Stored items

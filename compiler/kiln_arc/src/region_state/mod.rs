//! Per-region dataflow state.
//!
//! One [`ArcRegionState`] exists for every region of the hierarchy during a
//! run. It holds the state flowing *out* of its region in each direction:
//! for top-down, the state at the region's exit; for bottom-up, the state
//! at its entry. Neighbouring regions merge from these maps.
//!
//! Block regions apply the transfer functions instruction by instruction.
//! Loop regions apply their summary: a flow-insensitive list of every
//! ARC-relevant site inside the loop. Applying it can only move tracked
//! pointers to `Unknown`, never create a match.

use kiln_ir::{ArcBlock, ArcInstr, InstrId, InstrRef};

use crate::alias::{interferes, touches, uses_identity, TrackedValue};
use crate::blot_map::BlotMapVector;
use crate::context::ArcContext;
use crate::ref_count_state::{BottomUpRefCountState, RefCountLattice, TopDownRefCountState};
use crate::region::{LoopRegion, RegionId, RegionKind};

/// Top-down states keyed by tracked object.
pub type TopDownMap = BlotMapVector<TrackedValue, TopDownRefCountState>;
/// Bottom-up states keyed by tracked object.
pub type BottomUpMap = BlotMapVector<TrackedValue, BottomUpRefCountState>;

/// Dataflow state of one region.
#[derive(Clone, Debug)]
pub struct ArcRegionState {
    region: RegionId,
    kind: RegionKind,
    allows_leaks: bool,
    top_down: TopDownMap,
    bottom_up: BottomUpMap,
    /// Final-release tracking for consumed arguments. Only maintained for
    /// children of the function region.
    epilogue: BottomUpMap,
    /// Loops only: every ARC-relevant site inside, sorted.
    summarized_interesting_insts: Vec<InstrId>,
}

impl ArcRegionState {
    pub fn new(region: &LoopRegion) -> Self {
        Self {
            region: region.id(),
            kind: region.kind(),
            allows_leaks: region.allows_leaks(),
            top_down: BlotMapVector::new(),
            bottom_up: BlotMapVector::new(),
            epilogue: BlotMapVector::new(),
            summarized_interesting_insts: Vec::new(),
        }
    }

    pub fn region(&self) -> RegionId {
        self.region
    }

    pub fn kind(&self) -> RegionKind {
        self.kind
    }

    pub fn allows_leaks(&self) -> bool {
        self.allows_leaks
    }

    pub fn top_down_state(&self) -> &TopDownMap {
        &self.top_down
    }

    pub fn bottom_up_state(&self) -> &BottomUpMap {
        &self.bottom_up
    }

    pub fn epilogue_state(&self) -> &BottomUpMap {
        &self.epilogue
    }

    pub(crate) fn top_down_state_mut(&mut self) -> &mut TopDownMap {
        &mut self.top_down
    }

    pub(crate) fn bottom_up_state_mut(&mut self) -> &mut BottomUpMap {
        &mut self.bottom_up
    }

    pub(crate) fn epilogue_state_mut(&mut self) -> &mut BottomUpMap {
        &mut self.epilogue
    }

    pub fn summarized_interesting_insts(&self) -> &[InstrId] {
        &self.summarized_interesting_insts
    }

    /// Record the loop summary. Sites are sorted and deduplicated.
    pub fn summarize(&mut self, mut insts: Vec<InstrId>) {
        debug_assert!(
            self.kind == RegionKind::Loop,
            "only loop regions are summarized ({})",
            self.region
        );
        insts.sort_unstable();
        insts.dedup();
        self.summarized_interesting_insts = insts;
    }

    /// Forget all state, keeping allocations.
    pub fn clear(&mut self) {
        self.top_down.clear();
        self.bottom_up.clear();
        self.epilogue.clear();
        self.summarized_interesting_insts.clear();
    }

    // ── Top-down ────────────────────────────────────────────────────

    /// Run the top-down transfer functions over `block` in program order.
    ///
    /// Completed matches are recorded in `dec_to_inc`. Returns `true` if a
    /// nested retain was seen.
    pub fn process_block_top_down(
        &mut self,
        block: &ArcBlock,
        ctx: &ArcContext<'_>,
        dec_to_inc: &mut BlotMapVector<InstrId, TopDownRefCountState>,
    ) -> bool {
        debug_assert_eq!(self.kind, RegionKind::Block);
        let mut nested = false;
        for id in block.instr_ids() {
            if let Some(inst) = block.instr_at(id.index) {
                nested |= self.top_down_step(id, inst, ctx, dec_to_inc);
            }
        }
        nested
    }

    fn top_down_step(
        &mut self,
        id: InstrId,
        inst: InstrRef<'_>,
        ctx: &ArcContext<'_>,
        dec_to_inc: &mut BlotMapVector<InstrId, TopDownRefCountState>,
    ) -> bool {
        match inst {
            InstrRef::Instr(ArcInstr::RcInc { var }) if ctx.needs_rc(*var) => {
                let tracked = ctx.identity(*var);
                let nested = self
                    .top_down
                    .get_or_insert_with(tracked, TopDownRefCountState::default)
                    .init_with_increment(id);
                if nested {
                    tracing::trace!(%id, %tracked, "top-down: nested retain");
                }
                nested
            }
            InstrRef::Instr(ArcInstr::RcDec { var }) if ctx.needs_rc(*var) => {
                let tracked = ctx.identity(*var);
                if let Some(matched) = self
                    .top_down
                    .get(&tracked)
                    .and_then(TopDownRefCountState::match_decrement)
                {
                    tracing::trace!(%id, %tracked, state = %matched.state(), "top-down: matched release");
                    dec_to_inc.insert(id, matched);
                    self.top_down.blot(&tracked);
                }
                for (&other, state) in self.top_down.iter_mut() {
                    if other != tracked && ctx.alias.may_alias(*var, other.root()) {
                        state.invalidate();
                    }
                }
                false
            }
            _ => {
                invalidate_interfering(&mut self.top_down, inst, ctx);
                false
            }
        }
    }

    /// Apply this loop's summary to the top-down state.
    pub fn process_loop_top_down(&mut self, ctx: &ArcContext<'_>) {
        debug_assert_eq!(self.kind, RegionKind::Loop);
        apply_summary(&mut self.top_down, &self.summarized_interesting_insts, ctx);
    }

    // ── Bottom-up ───────────────────────────────────────────────────

    /// Run the bottom-up transfer functions over `block` in reverse order.
    ///
    /// Completed matches are recorded in `inc_to_dec`. `epilogue_args` is
    /// non-empty only when the block is a direct child of the function
    /// region. Returns `true` if a nested release was seen.
    pub fn process_block_bottom_up(
        &mut self,
        block: &ArcBlock,
        ctx: &ArcContext<'_>,
        inc_to_dec: &mut BlotMapVector<InstrId, BottomUpRefCountState>,
        epilogue_args: &[TrackedValue],
    ) -> bool {
        debug_assert_eq!(self.kind, RegionKind::Block);
        let mut nested = false;
        for id in block.instr_ids().rev() {
            if let Some(inst) = block.instr_at(id.index) {
                self.epilogue_step(id, inst, ctx, epilogue_args);
                nested |= self.bottom_up_step(id, inst, ctx, inc_to_dec);
            }
        }
        nested
    }

    fn bottom_up_step(
        &mut self,
        id: InstrId,
        inst: InstrRef<'_>,
        ctx: &ArcContext<'_>,
        inc_to_dec: &mut BlotMapVector<InstrId, BottomUpRefCountState>,
    ) -> bool {
        match inst {
            InstrRef::Instr(ArcInstr::RcDec { var }) if ctx.needs_rc(*var) => {
                let tracked = ctx.identity(*var);
                for (&other, state) in self.bottom_up.iter_mut() {
                    if other != tracked && ctx.alias.may_alias(*var, other.root()) {
                        state.invalidate();
                    }
                }
                let nested = self
                    .bottom_up
                    .get_or_insert_with(tracked, BottomUpRefCountState::default)
                    .init_with_decrement(id);
                if nested {
                    tracing::trace!(%id, %tracked, "bottom-up: nested release");
                }
                nested
            }
            InstrRef::Instr(ArcInstr::RcInc { var }) if ctx.needs_rc(*var) => {
                let tracked = ctx.identity(*var);
                if let Some(matched) = self
                    .bottom_up
                    .get(&tracked)
                    .and_then(BottomUpRefCountState::match_increment)
                {
                    tracing::trace!(%id, %tracked, state = %matched.state(), "bottom-up: matched retain");
                    inc_to_dec.insert(id, matched);
                    self.bottom_up.blot(&tracked);
                }
                false
            }
            _ => {
                invalidate_interfering(&mut self.bottom_up, inst, ctx);
                false
            }
        }
    }

    /// Walking backward, the first release of a consumed argument is its
    /// epilogue release; any earlier-seen use of the argument spoils it.
    /// Once an argument has a state it no longer changes within the block.
    fn epilogue_step(
        &mut self,
        id: InstrId,
        inst: InstrRef<'_>,
        ctx: &ArcContext<'_>,
        epilogue_args: &[TrackedValue],
    ) {
        for &arg in epilogue_args {
            if self.epilogue.contains_key(&arg) {
                continue;
            }
            match inst {
                InstrRef::Instr(ArcInstr::RcDec { var }) if ctx.identity(*var) == arg => {
                    let mut state = BottomUpRefCountState::default();
                    state.init_with_decrement(id);
                    self.epilogue.insert(arg, state);
                }
                _ if uses_identity(inst, arg, ctx.rc_identity) => {
                    self.epilogue.insert(arg, BottomUpRefCountState::unknown());
                }
                _ => {}
            }
        }
    }

    /// Apply this loop's summary to the bottom-up (and epilogue) state.
    pub fn process_loop_bottom_up(&mut self, ctx: &ArcContext<'_>, epilogue_args: &[TrackedValue]) {
        debug_assert_eq!(self.kind, RegionKind::Loop);
        apply_summary(&mut self.bottom_up, &self.summarized_interesting_insts, ctx);
        for &arg in epilogue_args {
            if self.epilogue.contains_key(&arg) {
                continue;
            }
            let used = self
                .summarized_interesting_insts
                .iter()
                .filter_map(|&site| ctx.func.instr(site))
                .any(|inst| uses_identity(inst, arg, ctx.rc_identity));
            if used {
                self.epilogue.insert(arg, BottomUpRefCountState::unknown());
            }
        }
    }
}

/// Move every tracked pointer `inst` interferes with to `Unknown`.
fn invalidate_interfering<S: RefCountLattice>(
    map: &mut BlotMapVector<TrackedValue, S>,
    inst: InstrRef<'_>,
    ctx: &ArcContext<'_>,
) {
    for (&tracked, state) in map.iter_mut() {
        if !state.is_unknown() && interferes(inst, tracked, ctx.alias) {
            state.invalidate();
        }
    }
}

/// Move every tracked pointer any summarized site touches to `Unknown`.
fn apply_summary<S: RefCountLattice>(
    map: &mut BlotMapVector<TrackedValue, S>,
    summary: &[InstrId],
    ctx: &ArcContext<'_>,
) {
    for (&tracked, state) in map.iter_mut() {
        if state.is_unknown() {
            continue;
        }
        let touched = summary
            .iter()
            .filter_map(|&site| ctx.func.instr(site))
            .any(|inst| touches(inst, tracked, ctx.alias));
        if touched {
            tracing::trace!(%tracked, "loop summary invalidates");
            state.invalidate();
        }
    }
}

» **EXERCISE INSTRUCTIONS**
Where a line of the data holds "functions", show that line.

» **RESPONSE**
//! Block regions apply the transfer functions instruction by instruction.
    /// Run the top-down transfer functions over `block` in program order.
    /// Run the bottom-up transfer functions over `block` in reverse order.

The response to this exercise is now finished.